**What is needed**
After reading the data below, copy out every line that contains the word "stops".

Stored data
Segment Open

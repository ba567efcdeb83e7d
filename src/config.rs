//! User configuration
//!
//! Stored as TOML at `<config_dir>/lsviz/config.toml`. A missing file means
//! defaults; missing fields inside an existing file are filled with defaults.

use std::fs;
use std::path::{Path, PathBuf};
use std::time::Duration;

use anyhow::{Context, Result};
use serde::{Deserialize, Serialize};
use tracing::{debug, warn};

/// Smallest accepted autoplay interval.
pub const MIN_INTERVAL_MS: u64 = 50;

/// Top-level configuration.
#[derive(Debug, Clone, Default, PartialEq, Eq, Serialize, Deserialize)]
#[serde(default)]
pub struct Config {
    pub playback: PlaybackConfig,
    pub display: DisplayConfig,
}

/// Autoplay settings.
#[derive(Debug, Clone, PartialEq, Eq, Serialize, Deserialize)]
#[serde(default)]
pub struct PlaybackConfig {
    /// Delay between autoplay steps, in milliseconds
    pub interval_ms: u64,
    /// Start autoplay right after a successful submission
    pub autoplay: bool,
}

impl Default for PlaybackConfig {
    fn default() -> Self {
        Self {
            interval_ms: 1000,
            autoplay: false,
        }
    }
}

impl PlaybackConfig {
    /// Autoplay interval, raised to [`MIN_INTERVAL_MS`] if configured lower.
    pub fn interval(&self) -> Duration {
        Duration::from_millis(self.interval_ms.max(MIN_INTERVAL_MS))
    }
}

/// Presentation settings.
#[derive(Debug, Clone, PartialEq, Eq, Serialize, Deserialize)]
#[serde(default)]
pub struct DisplayConfig {
    /// Theme name: default, classic or ocean
    pub theme: String,
}

impl Default for DisplayConfig {
    fn default() -> Self {
        Self {
            theme: "default".to_string(),
        }
    }
}

impl Config {
    /// Default config file location.
    pub fn config_path() -> Result<PathBuf> {
        let dir = dirs::config_dir().context("Could not determine config directory")?;
        Ok(dir.join("lsviz").join("config.toml"))
    }

    /// Load from `path`, falling back to defaults if it does not exist.
    pub fn load_from(path: &Path) -> Result<Self> {
        if !path.exists() {
            debug!(path = %path.display(), "no config file, using defaults");
            return Ok(Self::default());
        }
        let content = fs::read_to_string(path)
            .with_context(|| format!("Failed to read config file {}", path.display()))?;
        let config: Config = toml::from_str(&content)
            .with_context(|| format!("Invalid config file {}", path.display()))?;
        if config.playback.interval_ms < MIN_INTERVAL_MS {
            warn!(
                interval_ms = config.playback.interval_ms,
                min = MIN_INTERVAL_MS,
                "autoplay interval too small, clamping"
            );
        }
        Ok(config)
    }

    /// Write to `path`, creating parent directories as needed.
    pub fn save_to(&self, path: &Path) -> Result<()> {
        if let Some(parent) = path.parent() {
            fs::create_dir_all(parent)
                .with_context(|| format!("Failed to create {}", parent.display()))?;
        }
        let content = toml::to_string_pretty(self)?;
        fs::write(path, content)
            .with_context(|| format!("Failed to write config file {}", path.display()))?;
        Ok(())
    }
}
//! Shared helpers for integration tests.

use std::fs;
use std::path::PathBuf;
use std::process::Command;

use lsviz::{generate, PlaybackController, SearchRequest, StepSequence};
use tempfile::TempDir;

/// Run the lsviz binary with colors disabled and capture its output.
pub fn run_lsviz(args: &[&str]) -> (String, String, i32) {
    let output = Command::new(env!("CARGO_BIN_EXE_lsviz"))
        .args(args)
        .env("NO_COLOR", "1")
        .env_remove("LSVIZ_LOG")
        .output()
        .expect("Failed to execute lsviz");

    let stdout = String::from_utf8_lossy(&output.stdout).to_string();
    let stderr = String::from_utf8_lossy(&output.stderr).to_string();
    let exit_code = output.status.code().unwrap_or(-1);

    (stdout, stderr, exit_code)
}

/// Write `content` to a config file inside a fresh temp dir.
///
/// Keep the returned `TempDir` alive for as long as the path is used.
pub fn temp_config(content: &str) -> (TempDir, PathBuf) {
    let dir = TempDir::new().expect("Failed to create temp dir");
    let path = dir.path().join("config.toml");
    fs::write(&path, content).expect("Failed to write config");
    (dir, path)
}

pub fn sequence(array: &[i64], target: i64) -> StepSequence {
    generate(&SearchRequest::new(array.to_vec(), target))
}

pub fn loaded_controller(array: &[i64], target: i64) -> PlaybackController {
    let mut controller = PlaybackController::new();
    controller.load(sequence(array, target));
    controller
}
//! Terminal event loop for the interactive player.
//!
//! Blocks on `crossterm::event::poll` for at most the time left until the
//! next autoplay tick, so input and autoplay share one thread and a key
//! press is always applied before the next tick is checked.

use std::io::{self, Stdout};
use std::time::{Duration, Instant};

use anyhow::{Context, Result};
use crossterm::{
    event,
    execute,
    terminal::{disable_raw_mode, enable_raw_mode, EnterAlternateScreen, LeaveAlternateScreen},
};
use ratatui::{backend::CrosstermBackend, Terminal};
use tracing::debug;

use crate::config::Config;
use crate::player::input::handle_event;
use crate::player::render::{render_player, ScreenContext};
use crate::player::session::Session;
use crate::player::state::{InputResult, ViewState};
use crate::theme::current_theme;

/// Longest the loop blocks when no autoplay tick is pending.
const IDLE_POLL: Duration = Duration::from_millis(250);

/// Restores the terminal when dropped, including on error paths.
struct TerminalGuard {
    terminal: Terminal<CrosstermBackend<Stdout>>,
}

impl TerminalGuard {
    fn enter() -> Result<Self> {
        enable_raw_mode().context("Failed to enable raw mode")?;
        let mut stdout = io::stdout();
        if let Err(e) = execute!(stdout, EnterAlternateScreen) {
            let _ = disable_raw_mode();
            return Err(e).context("Failed to enter alternate screen");
        }
        let terminal = Terminal::new(CrosstermBackend::new(stdout))?;
        Ok(Self { terminal })
    }
}

impl Drop for TerminalGuard {
    fn drop(&mut self) {
        let _ = disable_raw_mode();
        let _ = execute!(self.terminal.backend_mut(), LeaveAlternateScreen);
        let _ = self.terminal.show_cursor();
    }
}

/// Run the interactive player until the user quits.
///
/// With non-empty input the trace is generated immediately (surfacing a
/// validation error in the message line); otherwise the player opens in
/// edit mode.
pub fn play(config: &Config, array_input: &str, target_input: &str) -> Result<()> {
    let mut session = Session::new(&config.playback, ViewState::new(array_input, target_input));
    if array_input.trim().is_empty() && target_input.trim().is_empty() {
        session.view.begin_edit();
    } else {
        let _ = session.submit(Instant::now());
    }

    let mut guard = TerminalGuard::enter()?;
    run_loop(&mut guard.terminal, &mut session)
}

fn run_loop(
    terminal: &mut Terminal<CrosstermBackend<Stdout>>,
    session: &mut Session,
) -> Result<()> {
    let theme = current_theme();
    let interval_ms = session.scheduler.interval().as_millis() as u64;

    loop {
        // Also flags a render when autoplay emitted
        let current = session.take_display_frame();
        if session.view.needs_render {
            let ctx = ScreenContext {
                current: &current,
                view: &session.view,
                playing: session.is_playing(),
                interval_ms,
                theme: &theme,
            };
            terminal.draw(|frame| render_player(frame, &session.controller, &ctx))?;
            session.view.needs_render = false;
        }

        let timeout = session.poll_timeout(Instant::now(), IDLE_POLL);
        if event::poll(timeout)? {
            let event = event::read()?;
            if handle_event(event, session, Instant::now()) == InputResult::Quit {
                debug!("player quit");
                break;
            }
        }

        session.tick(Instant::now());
    }

    session.stop_autoplay();
    Ok(())
}
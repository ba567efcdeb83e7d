//! Step-sequence generation for linear search.
//!
//! The generator scans the array in index order and stops at the first
//! match. Elements after the match are never examined or emitted.

use tracing::debug;

use super::request::SearchRequest;
use super::step::{Step, StepSequence};

/// Build the trace for `request`.
///
/// Pure and total: every request, including an empty array, produces a
/// non-empty sequence. An exhaustive scan without a match is closed by a
/// synthetic "not found" step.
pub fn generate(request: &SearchRequest) -> StepSequence {
    let target = request.target();
    let mut steps = Vec::with_capacity(request.array().len() + 1);

    for (index, &value) in request.array().iter().enumerate() {
        let step = Step::comparison(index, value, target);
        steps.push(step);
        if step.is_match {
            break;
        }
    }

    if !steps.last().is_some_and(|s| s.is_match) {
        steps.push(Step::not_found(request.array().len()));
    }

    let sequence = StepSequence::new(request.clone(), steps);
    debug!(
        len = sequence.len(),
        found = sequence.found(),
        target,
        "generated search trace"
    );
    sequence
}
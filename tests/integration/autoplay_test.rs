//! Integration tests for autoplay runs, the scheduler and the thread worker

use std::sync::{mpsc, Arc, Mutex};
use std::time::{Duration, Instant};

use lsviz::player::{lock_controller, spawn_autoplay, AutoplayRun};
use lsviz::{AutoplayScheduler, AutoplayStatus, Frame, PlaybackController};

use crate::helpers::{loaded_controller, sequence};

fn indices(frames: &[Frame]) -> Vec<usize> {
    frames.iter().map(|f| f.index).collect()
}

#[test]
fn autoplay_completes_at_match() {
    let mut controller = loaded_controller(&[4, 1, 9, 2, 7], 9);
    let mut frames: Vec<Frame> = Vec::new();

    let mut run = AutoplayRun::start(&mut controller, &mut frames);
    while run.tick(&mut controller, &mut frames) == AutoplayStatus::Running {}

    assert_eq!(run.status(), AutoplayStatus::Completed);
    assert_eq!(indices(&frames), vec![0, 1, 2]);
    assert_eq!(controller.current_index(), 2);
}

#[test]
fn restarting_autoplay_leaves_one_active_run() {
    let mut controller = loaded_controller(&[1, 2, 3, 4, 5], 0);
    let mut frames: Vec<Frame> = Vec::new();

    let mut old = AutoplayRun::start(&mut controller, &mut frames);
    old.tick(&mut controller, &mut frames);
    let mut new = AutoplayRun::start(&mut controller, &mut frames);

    // Both runs get ticked, interleaved, as two timers would
    loop {
        let a = old.tick(&mut controller, &mut frames);
        let b = new.tick(&mut controller, &mut frames);
        if a.is_terminal() && b.is_terminal() {
            break;
        }
    }

    assert_eq!(old.status(), AutoplayStatus::Cancelled);
    assert_eq!(new.status(), AutoplayStatus::Completed);
    // 0, 1 from the old run; the new run re-emits 1 and continues without gaps
    assert_eq!(indices(&frames), vec![0, 1, 1, 2, 3, 4, 5]);
}

#[test]
fn manual_navigation_cancels_scheduled_autoplay() {
    let mut controller = loaded_controller(&[1, 2, 3, 4], 9);
    let mut scheduler = AutoplayScheduler::new(Duration::from_millis(100));
    let mut frames: Vec<Frame> = Vec::new();
    let t0 = Instant::now();

    scheduler.start(&mut controller, &mut frames, t0);
    scheduler.on_tick(&mut controller, &mut frames, t0 + Duration::from_millis(100));
    controller.next();

    let status = scheduler.on_tick(&mut controller, &mut frames, t0 + Duration::from_millis(200));

    assert_eq!(status, AutoplayStatus::Cancelled);
    assert_eq!(controller.current_index(), 2);
    assert_eq!(indices(&frames), vec![0, 1]);
    assert_eq!(scheduler.poll_timeout(t0 + Duration::from_millis(300)), None);
}

#[test]
fn scheduler_waits_for_deadline() {
    let mut controller = loaded_controller(&[1, 2], 2);
    let mut scheduler = AutoplayScheduler::new(Duration::from_millis(100));
    let mut frames: Vec<Frame> = Vec::new();
    let t0 = Instant::now();

    scheduler.start(&mut controller, &mut frames, t0);
    scheduler.on_tick(&mut controller, &mut frames, t0 + Duration::from_millis(50));
    assert_eq!(controller.current_index(), 0);
    assert_eq!(
        scheduler.poll_timeout(t0 + Duration::from_millis(50)),
        Some(Duration::from_millis(50))
    );

    scheduler.on_tick(&mut controller, &mut frames, t0 + Duration::from_millis(100));
    assert_eq!(controller.current_index(), 1);
}

#[test]
fn autoplay_on_empty_controller_emits_placeholder() {
    let mut controller = PlaybackController::new();
    let mut frames: Vec<Frame> = Vec::new();

    let run = AutoplayRun::start(&mut controller, &mut frames);

    assert_eq!(run.status(), AutoplayStatus::Completed);
    assert_eq!(frames, vec![Frame::placeholder()]);
}

#[test]
fn worker_superseded_by_newer_worker() {
    let mut controller = PlaybackController::new();
    controller.load(sequence(&[1, 2, 3, 4, 5, 6], 0));
    let controller = Arc::new(Mutex::new(controller));
    let (old_tx, old_rx) = mpsc::channel::<Frame>();
    let (new_tx, new_rx) = mpsc::channel::<Frame>();

    let old = spawn_autoplay(Arc::clone(&controller), Duration::from_millis(200), old_tx);
    let new = spawn_autoplay(Arc::clone(&controller), Duration::from_millis(1), new_tx);

    assert_eq!(new.join().unwrap(), AutoplayStatus::Completed);
    assert_eq!(old.join().unwrap(), AutoplayStatus::Cancelled);

    // The old worker only emitted its starting frame
    assert_eq!(indices(&old_rx.iter().collect::<Vec<_>>()), vec![0]);
    assert_eq!(
        indices(&new_rx.iter().collect::<Vec<_>>()),
        vec![0, 1, 2, 3, 4, 5, 6]
    );
    assert_eq!(lock_controller(&controller).current_index(), 6);
}
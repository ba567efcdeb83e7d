//! Event-loop driver for autoplay.
//!
//! The scheduler holds at most one [`AutoplayRun`] and the deadline of its
//! next tick. The host loop asks [`AutoplayScheduler::poll_timeout`] how long
//! it may block waiting for input, then calls [`AutoplayScheduler::on_tick`];
//! the wait between ticks is the only suspension point.

use std::time::{Duration, Instant};

use tracing::debug;

use super::run::{AutoplayRun, AutoplayStatus};
use super::sink::StepSink;
use crate::player::controller::PlaybackController;

/// Cancellable, timed autoplay for one playback controller.
#[derive(Debug)]
pub struct AutoplayScheduler {
    interval: Duration,
    run: Option<AutoplayRun>,
    deadline: Option<Instant>,
}

impl AutoplayScheduler {
    pub fn new(interval: Duration) -> Self {
        Self {
            interval,
            run: None,
            deadline: None,
        }
    }

    pub fn interval(&self) -> Duration {
        self.interval
    }

    /// Status of the most recent run (`Idle` if none was started).
    pub fn status(&self) -> AutoplayStatus {
        self.run.as_ref().map_or(AutoplayStatus::Idle, AutoplayRun::status)
    }

    /// Whether a run is in flight and still authoritative.
    ///
    /// Turns false as soon as manual navigation cancels the token, before
    /// the run itself observes it at the next checkpoint.
    pub fn is_playing(&self, controller: &PlaybackController) -> bool {
        self.run.as_ref().is_some_and(|run| run.is_active(controller))
    }

    /// Start autoplay, superseding any run in flight.
    pub fn start(
        &mut self,
        controller: &mut PlaybackController,
        sink: &mut impl StepSink,
        now: Instant,
    ) {
        let run = AutoplayRun::start(controller, sink);
        self.deadline = (run.status() == AutoplayStatus::Running).then(|| now + self.interval);
        self.run = Some(run);
    }

    /// Pause: invalidate the active token.
    ///
    /// The run notices at its next checkpoint and ends as `Cancelled`.
    /// Calling this while nothing is playing is a no-op.
    pub fn stop(&mut self, controller: &mut PlaybackController) {
        let Some(token) = self.run.as_ref().and_then(AutoplayRun::token) else {
            return;
        };
        if controller.is_authoritative(token) {
            controller.cancel_autoplay();
            debug!("autoplay stop requested");
        }
    }

    /// Start if nothing is playing, otherwise stop.
    pub fn toggle(
        &mut self,
        controller: &mut PlaybackController,
        sink: &mut impl StepSink,
        now: Instant,
    ) {
        if self.is_playing(controller) {
            self.stop(controller);
        } else {
            self.start(controller, sink, now);
        }
    }

    /// How long the host may wait before the next tick is due.
    ///
    /// `None` when no tick is pending.
    pub fn poll_timeout(&self, now: Instant) -> Option<Duration> {
        self.deadline
            .map(|deadline| deadline.saturating_duration_since(now))
    }

    /// Fire the pending tick if its deadline has passed.
    pub fn on_tick(
        &mut self,
        controller: &mut PlaybackController,
        sink: &mut impl StepSink,
        now: Instant,
    ) -> AutoplayStatus {
        let Some(deadline) = self.deadline else {
            return self.status();
        };
        if now < deadline {
            return self.status();
        }
        let Some(run) = self.run.as_mut() else {
            self.deadline = None;
            return AutoplayStatus::Idle;
        };

        let status = run.tick(controller, sink);
        self.deadline = (status == AutoplayStatus::Running).then(|| now + self.interval);
        status
    }
}
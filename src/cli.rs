//! Command-line interface definition.

use std::path::PathBuf;

use clap::{CommandFactory, FromArgMatches, Parser, Subcommand};
use clap_complete::Shell;

/// Linear Search Visualizer - step through a linear search in the terminal
#[derive(Debug, Parser)]
#[command(name = "lsviz", version, about, propagate_version = true)]
pub struct Cli {
    /// Use this config file instead of the default location
    #[arg(long, global = true, value_name = "PATH")]
    pub config: Option<PathBuf>,

    /// Append logs to this file (filter with LSVIZ_LOG)
    #[arg(long, global = true, value_name = "PATH")]
    pub log_file: Option<PathBuf>,

    #[command(subcommand)]
    pub command: Commands,
}

#[derive(Debug, Subcommand)]
pub enum Commands {
    /// Open the interactive player
    Play {
        /// Comma-separated list of integers, e.g. "4, 1, 9, 2"
        #[arg(short, long, default_value = "", allow_hyphen_values = true)]
        array: String,

        /// Integer to search for
        #[arg(short, long, default_value = "", allow_hyphen_values = true)]
        target: String,
    },

    /// Print every step of the search trace
    Trace {
        /// Comma-separated list of integers, e.g. "4, 1, 9, 2"
        #[arg(short, long, allow_hyphen_values = true)]
        array: String,

        /// Integer to search for
        #[arg(short, long, allow_hyphen_values = true)]
        target: String,

        /// Print the trace as JSON
        #[arg(long, conflicts_with = "animate")]
        json: bool,

        /// Print steps one interval apart, like autoplay (Ctrl-C stops)
        #[arg(long)]
        animate: bool,

        /// Autoplay interval in milliseconds (overrides config)
        #[arg(long, value_name = "MS")]
        interval_ms: Option<u64>,

        /// Disable colored output
        #[arg(long)]
        no_color: bool,
    },

    /// Show or edit the configuration
    Config {
        #[command(subcommand)]
        command: ConfigCommands,
    },

    /// Generate shell completions
    Completions {
        /// Target shell
        #[arg(value_enum)]
        shell: Shell,
    },
}

#[derive(Debug, Subcommand)]
pub enum ConfigCommands {
    /// Print the effective configuration as TOML
    Show,
    /// Open the configuration file in $EDITOR
    Edit,
    /// Print the configuration file location
    Path,
}

impl Cli {
    /// Parse process arguments, with build info in `--version`.
    pub fn parse_args() -> Self {
        let matches = Self::command()
            .version(crate::version_string())
            .get_matches();
        match Self::from_arg_matches(&matches) {
            Ok(cli) => cli,
            Err(e) => e.exit(),
        }
    }
}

Segment Closed

**Response to the exercise**
//! The generator scans the array in index order and stops at the first
        /// Print steps one interval apart, like autoplay (Ctrl-C stops)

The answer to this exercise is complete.